B561 - Advanced Database Concepts - Assignment 4 - Solved

This assignment relies on the lectures

•    Functions and expressions in SQL; • Aggregate functions and partitioning; and

•    Triggers.

To turn in your assignment, you will need to upload to Canvas a single file with name assignment4.sql which contains the necessary SQL statements that solve the problems in this assignment. The assignment4.sql file must be so that the AI’s can run it in their PostgreSQL environment. You should use the Assignment-Script-2021-Fall-assignment4.sql file to construct the assignment4.sql file. (Note that the data to be used for this assignment is included in this file.) In addition, you will need to upload a separate assignment4.txt file that contains the results of running your queries.

You will also see several problems that are listed as practice problems. You should not include your solutions for such problems in the materials you submit for this assignments. Only solutions for problems 1 through 10 need to be submitted.

Database schema and instances
For the problems in this assignment we will use the following database schema:[1]

Person(pid, pname, city)

 

 Company(cname,headquarter) Skill(skill) worksFor(pid, cname, salary) companyLocation(cname,city) personSkill(pid,skill) hasManager(eid,mid) Knows(pid1,pid2)
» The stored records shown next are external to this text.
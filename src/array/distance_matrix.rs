use arrow_array::Float64Array;
use arrow_buffer::ScalarBuffer;

/// A dense row-major matrix of pairwise values between two arrays.
///
/// Entry `(i, j)` relates row `i` of the left operand to row `j` of the right operand.
#[derive(Debug, Clone, PartialEq)]
pub struct DistanceMatrix {
    values: ScalarBuffer<f64>,
    nrows: usize,
    ncols: usize,
}

impl DistanceMatrix {
    pub(crate) fn new(values: ScalarBuffer<f64>, nrows: usize, ncols: usize) -> Self {
        debug_assert_eq!(values.len(), nrows * ncols);
        Self {
            values,
            nrows,
            ncols,
        }
    }

    pub fn nrows(&self) -> usize {
        self.nrows
    }

    pub fn ncols(&self) -> usize {
        self.ncols
    }

    /// `(nrows, ncols)`
    pub fn shape(&self) -> (usize, usize) {
        (self.nrows, self.ncols)
    }

    #[inline]
    pub fn value(&self, row: usize, col: usize) -> f64 {
        assert!(col < self.ncols, "column index out of bounds");
        self.values[row * self.ncols + col]
    }

    /// All values of row `row`.
    pub fn row(&self, row: usize) -> &[f64] {
        let start = row * self.ncols;
        &self.values[start..start + self.ncols]
    }

    /// The flat row-major values.
    pub fn values(&self) -> &[f64] {
        &self.values
    }

    /// The flat row-major values as an Arrow array.
    pub fn values_array(&self) -> Float64Array {
        Float64Array::new(self.values.clone(), None)
    }
}

#[cfg(test)]
mod test {
    use super::*;

    #[test]
    fn row_major_layout() {
        let m = DistanceMatrix::new(vec![0.0, 1.0, 2.0, 3.0, 4.0, 5.0].into(), 2, 3);
        assert_eq!(m.shape(), (2, 3));
        assert_eq!(m.value(1, 0), 3.0);
        assert_eq!(m.row(0), &[0.0, 1.0, 2.0]);
        assert_eq!(m.values_array().len(), 6);
    }
}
In this database we maintain a set of persons (Person), a set of companies (Company), and a set of (job) skills (Skill). The pname attribute in Person is the name of the person. The city attribute in Person specifies the city in which the person lives. The cname attribute in Company is the name of the company. The headquarter attribute in Company is the name of the city wherein the company has its headquarter. The skill attribute in Skill is the name of a (job) skill.

A person can work for at most one company. This information is maintained in the worksFor relation. (We permit that a person does not work for any company.) The salary attribute in worksFor specifies the salary made by the person.

The city attribute in companyLocation indicates a city in which the company is located. (Companies may be located in multiple cities.)

A person can have multiple job skills. This information is maintained in the personSkill relation. A job skill can be the job skill of multiple persons. (A person may not have any job skills, and a job skill may have no persons with that skill.)

A pair (e,m) in hasManager indicates that person e has person m as one of his or her managers. We permit that an employee has multiple managers and that a manager may manage multiple employees. (It is possible that an employee has no manager and that an employee is not a manager.) We further require that an employee and his or her managers must work for the same company.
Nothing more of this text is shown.